Cameron redux

Although it’s a few months now since we looked at the fortunes of Britain’s Conservative government, things haven’t improved for it in that time. Prime minister Rishi Sunak still has a year before he needs to go to an election, but his position in the opinion polls is woeful, trailing Labour by around twenty points. And his party is its usual ungovernable self, with right-wing home secretary Suella Braverman being a particular thorn in his side, leading ultimately to her dismissal earlier this week.

But while her departure was no surprise, the next move was. In the ensuing reshuffle, Sunak brought back former prime minister David Cameron – now to be Lord Cameron – to join the cabinet as foreign secretary. It doesn’t look as if anyone saw this coming; most pundit reaction has been negative, but it has at least served the short-term goal of pushing Braverman and her criticisms off the front page.

Long-term readers will know that I am something of an admirer of Cameron. His tenure at the top ended unhappily, but I think he was largely the victim of bad luck. He believed that he could win the referendum on staying in the European Union (a belief shared by most of the commentators who then blamed him for the result), but he underestimated the rising power of the populist right. His alternatives at the time, though, were severely limited: refusing to hold a referendum would have meant the destruction of his government, and it seemed a risk worth taking.

The landscape has changed a great deal since then, even though it’s only seven and a half years ago. With Cameron gone, the lunatics took over the asylum; a succession of Tory leaders tried to outdo one another in pandering to their xenophobic backbench. Finally, after the implosion of Liz Truss’s government a year ago, a degree of sanity was restored with the election unopposed of Sunak as leader – but only after the rules had been changed to reduce the role of the rank-and-file members.

Sunak patched up relations with the EU and got the budget back under control, but that wasn’t enough to turn his political position around. With limited time remaining, he has now decided he needs something more drastic; there’s no point in worrying that it might make things worse, because business as usual is heading for disaster anyway. Noah Millman offers a good explanation of the basic idea (he’s talking about Al-Qa’eda and Vladimir Putin, but the point is a general one):

In finance terms, [he] held a basket of options that were very far out of the money. If that’s what your portfolio looks like, it is rational to pursue strategies to dramatically increase the volatility of the assets underlying your options even if those strategies have a negative expected value, because incremental increases in those assets’ value won’t be enough. Your only hope of winding up in the money is if something changes radically, and fast.

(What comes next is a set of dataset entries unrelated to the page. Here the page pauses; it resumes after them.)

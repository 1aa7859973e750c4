use std::{sync::Arc, time::Duration};

use anyhow::Context;
use sqlx::{postgres::PgPoolOptions, PgPool};
use tracing_log::LogTracer;
use tracing_subscriber::{layer::SubscriberExt, EnvFilter};

use crate::{
    config::{Config, DatabaseConfig},
    domain::events::InboundEvent,
    handlers::BotHandler,
    repository::{PgRepository, Repository},
    services::{ReferralLedger, UserRegistry},
    telegram::{client::BotClient, types::Update},
};

/// Pause after a failed `getUpdates` call before polling again.
const POLL_ERROR_PAUSE: Duration = Duration::from_secs(3);

pub struct Application;

impl Application {
    /// Wires everything up and polls until interrupted. Any failure before
    /// the first poll is fatal.
    pub async fn build(config: Config) -> anyhow::Result<()> {
        Self::setup_tracing(&config.application.debug_mode)?;

        let db_pool = Self::get_pool(&config.database);
        sqlx::migrate!("./migrations")
            .run(&db_pool)
            .await
            .context("failed to create tables")?;
        tracing::info!("database schema ready");

        let client = BotClient::new(&config.telegram)?;
        let me = client
            .get_me()
            .await
            .context("telegram authentication failed")?;
        let bot_username = me
            .username
            .context("bot account has no username to build links with")?;
        tracing::info!("authorized on account {}", bot_username);

        let repository: Arc<dyn Repository> = Arc::new(PgRepository::new(db_pool));
        let handler = BotHandler::new(
            UserRegistry::new(repository.clone()),
            ReferralLedger::new(repository, config.referral.max_attempts),
            Arc::new(client.clone()),
            bot_username,
        );

        tokio::select! {
            _ = Self::poll(&client, &handler, config.telegram.poll_timeout) => {}
            signal = tokio::signal::ctrl_c() => {
                signal.context("failed to listen for shutdown signal")?;
                tracing::info!("shutting down");
            }
        }

        Ok(())
    }

    /// Long-polls for updates and handles them one at a time, in order.
    async fn poll(client: &BotClient, handler: &BotHandler, timeout: u64) {
        let mut offset: i64 = 0;
        loop {
            let updates = match client.get_updates(offset, timeout).await {
                Ok(updates) => updates,
                Err(e) => {
                    tracing::warn!(error = %e, "failed to get updates, retrying in 3 seconds");
                    tokio::time::sleep(POLL_ERROR_PAUSE).await;
                    continue;
                }
            };

            let (next_offset, events) = collect_events(offset, &updates);
            offset = next_offset;
            for event in events {
                handler.handle(event).await;
            }
        }
    }

    fn setup_tracing(debug_mode: &str) -> anyhow::Result<()> {
        LogTracer::init()?;
        let subscriber = tracing_subscriber::registry()
            .with(EnvFilter::try_from_default_env().unwrap_or_else(|_| debug_mode.into()))
            .with(tracing_subscriber::fmt::layer());
        tracing::subscriber::set_global_default(subscriber)?;
        Ok(())
    }

    fn get_pool(db_config: &DatabaseConfig) -> PgPool {
        PgPoolOptions::new()
            .acquire_timeout(Duration::from_secs(2))
            .connect_lazy_with(db_config.get_connect_options())
    }
}

/// Classifies one `getUpdates` batch and returns the offset that acknowledges
/// it. Updates that carry no actionable message still advance the offset.
pub(crate) fn collect_events(offset: i64, updates: &[Update]) -> (i64, Vec<InboundEvent>) {
    let mut next_offset = offset;
    let mut events = Vec::new();
    for update in updates {
        next_offset = next_offset.max(update.update_id + 1);
        tracing::debug!(update_id = update.update_id, "received update >>> {:?}", update.message);

        if let Some(event) = update.message.as_ref().and_then(InboundEvent::from_message) {
            events.push(event);
        }
    }
    (next_offset, events)
}
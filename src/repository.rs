use async_trait::async_trait;
use sqlx::PgPool;

use crate::domain::{
    errors::DatabaseError,
    fields::{Inviter, NewUser, PhoneNumber, ReferralCode},
    model::DbInviter,
};

/// Storage capability shared by the user registry and the referral ledger.
#[async_trait]
pub trait Repository: Send + Sync {
    /// Inserts the user unless a row with the same id already exists.
    async fn insert_user(&self, user: &NewUser) -> Result<(), DatabaseError>;

    /// Overwrites the phone number and returns the number of rows affected.
    async fn set_phone_number(
        &self,
        user_id: i64,
        phone_number: &PhoneNumber,
    ) -> Result<u64, DatabaseError>;

    /// Returns `false` when the code was already taken and nothing was stored.
    async fn insert_referral(
        &self,
        code: &ReferralCode,
        user_id: i64,
    ) -> Result<bool, DatabaseError>;

    async fn find_inviter(&self, code: &ReferralCode) -> Result<Option<Inviter>, DatabaseError>;
}

#[derive(Clone)]
pub struct PgRepository {
    pool: PgPool,
}

impl PgRepository {
    pub fn new(pool: PgPool) -> Self {
        Self { pool }
    }
}

#[async_trait]
impl Repository for PgRepository {
    async fn insert_user(&self, user: &NewUser) -> Result<(), DatabaseError> {
        sqlx::query(
            "insert into users (user_id, username, first_name, last_name) values ($1, $2, $3, $4) on conflict (user_id) do nothing",
        )
        .bind(user.user_id)
        .bind(user.username.as_ref().map(|u| u.inner()))
        .bind(user.first_name.as_deref())
        .bind(user.last_name.as_deref())
        .execute(&self.pool)
        .await
        .map_err(|e| {
            tracing::error!("saving user failed >>> {}", e);
            DatabaseError::ServerError
        })?;

        Ok(())
    }

    async fn set_phone_number(
        &self,
        user_id: i64,
        phone_number: &PhoneNumber,
    ) -> Result<u64, DatabaseError> {
        let result = sqlx::query("update users set phone_number = $1 where user_id = $2")
            .bind(phone_number.as_ref())
            .bind(user_id)
            .execute(&self.pool)
            .await
            .map_err(|e| {
                tracing::error!("saving phone number failed >>> {}", e);
                DatabaseError::ServerError
            })?;

        Ok(result.rows_affected())
    }

    async fn insert_referral(
        &self,
        code: &ReferralCode,
        user_id: i64,
    ) -> Result<bool, DatabaseError> {
        let result = sqlx::query(
            "insert into referrals (referral_code, user_id) values ($1, $2) on conflict (referral_code) do nothing",
        )
        .bind(code.as_str())
        .bind(user_id)
        .execute(&self.pool)
        .await
        .map_err(|e| {
            tracing::error!("creating referral failed >>> {}", e);
            DatabaseError::ServerError
        })?;

        Ok(result.rows_affected() == 1)
    }

    async fn find_inviter(&self, code: &ReferralCode) -> Result<Option<Inviter>, DatabaseError> {
        let inviter = sqlx::query_as::<_, DbInviter>(
            "select u.user_id, u.username from referrals as r join users as u on r.user_id = u.user_id where r.referral_code = $1",
        )
        .bind(code.as_str())
        .fetch_optional(&self.pool)
        .await
        .map_err(|e| {
            tracing::error!("get inviter by referral code failed >>> {}", e);
            DatabaseError::ServerError
        })?;

        Ok(inviter.map(|i| i.into()))
    }
}
use sqlx::FromRow;

#[derive(FromRow)]
pub struct DbInviter {
    pub user_id: i64,
    pub(crate) username: Option<String>,
}
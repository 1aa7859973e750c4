use rand::{distributions::Uniform, prelude::Distribution, Rng};
use std::fmt::Display;

use super::model::DbInviter;

#[derive(Clone, Debug, PartialEq, Eq)]
pub struct Username(String);

impl Username {
    pub fn inner(&self) -> String {
        self.0.to_owned()
    }
}

impl From<String> for Username {
    fn from(value: String) -> Self {
        Self(value)
    }
}

impl AsRef<str> for Username {
    fn as_ref(&self) -> &str {
        self.0.as_str()
    }
}

#[derive(Clone, Debug, PartialEq, Eq, Hash)]
pub struct ReferralCode(String);

impl ReferralCode {
    pub const LENGTH: usize = 8;
    const ALPHABET: &'static [u8] =
        b"abcdefghijklmnopqrstuvwxyzABCDEFGHIJKLMNOPQRSTUVWXYZ0123456789";

    /// Draws [`Self::LENGTH`] independent uniform samples from `[a-zA-Z0-9]`.
    pub fn generate<R: Rng + ?Sized>(rng: &mut R) -> Self {
        let uni_sample = Uniform::from(0..Self::ALPHABET.len());
        let code = (0..Self::LENGTH)
            .map(|_| Self::ALPHABET[uni_sample.sample(&mut *rng)] as char)
            .collect();
        Self(code)
    }

    /// Accepts only strings that could have been produced by [`Self::generate`].
    pub fn parse(value: &str) -> Option<Self> {
        let well_formed =
            value.len() == Self::LENGTH && value.bytes().all(|b| Self::ALPHABET.contains(&b));
        well_formed.then(|| Self(value.to_owned()))
    }

    pub fn as_str(&self) -> &str {
        &self.0
    }
}

impl Display for ReferralCode {
    fn fmt(&self, f: &mut std::fmt::Formatter<'_>) -> std::fmt::Result {
        write!(f, "{}", self.0)
    }
}

#[derive(Clone, Debug, PartialEq, Eq)]
pub struct PhoneNumber(String);

impl PhoneNumber {
    pub fn inner(&self) -> String {
        self.0.to_owned()
    }
}

impl From<String> for PhoneNumber {
    fn from(value: String) -> Self {
        Self(value)
    }
}

impl AsRef<str> for PhoneNumber {
    fn as_ref(&self) -> &str {
        self.0.as_str()
    }
}

/// Identity fields captured on first contact with the bot.
#[derive(Clone, Debug, PartialEq, Eq)]
pub struct NewUser {
    pub user_id: i64,
    pub username: Option<Username>,
    pub first_name: Option<String>,
    pub last_name: Option<String>,
}

/// The owner of a referral code, as resolved at lookup time.
#[derive(Clone, Debug, PartialEq, Eq)]
pub struct Inviter {
    pub user_id: i64,
    pub username: Option<Username>,
}

impl Inviter {
    pub fn display_name(&self) -> String {
        match &self.username {
            Some(username) => username.inner(),
            None => format!("user with ID {}", self.user_id),
        }
    }
}

impl From<DbInviter> for Inviter {
    fn from(value: DbInviter) -> Self {
        Self {
            user_id: value.user_id,
            username: value
                .username
                .filter(|u| !u.is_empty())
                .map(Username::from),
        }
    }
}
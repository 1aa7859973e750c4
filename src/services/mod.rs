pub mod referral_ledger;
pub mod user_registry;

pub use referral_ledger::ReferralLedger;
pub use user_registry::UserRegistry;
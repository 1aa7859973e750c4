use std::sync::Arc;

use crate::{
    domain::events::{BotEvent, InboundEvent},
    services::{ReferralLedger, UserRegistry},
    telegram::{types::ReplyKeyboardMarkup, Messenger},
};

pub mod contact;
pub mod referral;
pub mod start;

/// Routes classified events to their handler. Every failure is contained
/// within the event that caused it.
pub struct BotHandler {
    registry: UserRegistry,
    ledger: ReferralLedger,
    messenger: Arc<dyn Messenger>,
    bot_username: String,
}

impl BotHandler {
    pub fn new(
        registry: UserRegistry,
        ledger: ReferralLedger,
        messenger: Arc<dyn Messenger>,
        bot_username: String,
    ) -> Self {
        Self {
            registry,
            ledger,
            messenger,
            bot_username,
        }
    }

    pub async fn handle(&self, event: InboundEvent) {
        let InboundEvent {
            chat_id,
            sender,
            event,
        } = event;

        // Any interaction counts as first contact.
        self.registry.register(&sender).await;

        match event {
            BotEvent::Start { referral_code } => {
                start::handle_start(self, chat_id, referral_code.as_deref()).await
            }
            BotEvent::RequestContact => contact::request_contact(self, chat_id).await,
            BotEvent::ContactShared { phone_number } => {
                contact::save_contact(self, chat_id, sender.user_id, &phone_number).await
            }
            BotEvent::GenerateLink => referral::generate_link(self, chat_id, sender.user_id).await,
        }
    }

    pub(crate) async fn reply(
        &self,
        chat_id: i64,
        text: &str,
        keyboard: Option<ReplyKeyboardMarkup>,
    ) {
        if let Err(e) = self.messenger.send(chat_id, text, keyboard).await {
            tracing::warn!(chat_id, error = %e, "failed to send reply");
        }
    }
}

What’s really interesting about Cameron’s return is what it says about the ideological situation of the Conservative Party. Last year, Stephen Davies analysed its supporters into three groups: Cameronites (pro-market and socially liberal), Thatcherites (pro-market and socially conservative) and populists (anti-market and socially conservative). After noting that the Cameronites were “in the process of abandoning the party” for the Liberal Democrats, I commented as follows:

Davies describes Sunak as Cameronite rather than Thatcherite, but I’m not convinced this is right. He supported Brexit in the 2016 referendum and has never disowned that view, even though, for want of anything better, he now has the support of the party’s remaining anti-Brexiters. Signs of social liberalism on his part are fairly thin …

Now, however, Sunak has made a real move in the Cameronite direction. Cameron represents everything that the populists hate: not just cosmopolitanism, social tolerance and sound finance, but also taking government seriously. Politics for him was about actually governing (if not always doing it well), not just trolling.

Knowing what we do about the Tory Party, the natural assumption is that the whole exercise is doomed to failure. Yet Cameron somehow made it work for more than ten years, six of them in government. Sunak hopes that some of the magic will rub off on him; it seems unlikely, but he has nothing to lose.

James Robertson, looking for an Australian angle, likened it to the appointment of Bob Carr as foreign minister in 2012, when the Gillard government was on the ropes. In ideological terms, however, it’s more like the return of Malcolm Turnbull to the Liberal leadership in 2015. That ended badly, as he was unable or unwilling to challenge his party’s drift to the hard right; most probably, a similar fate awaits Sunak and Cameron. But time will tell.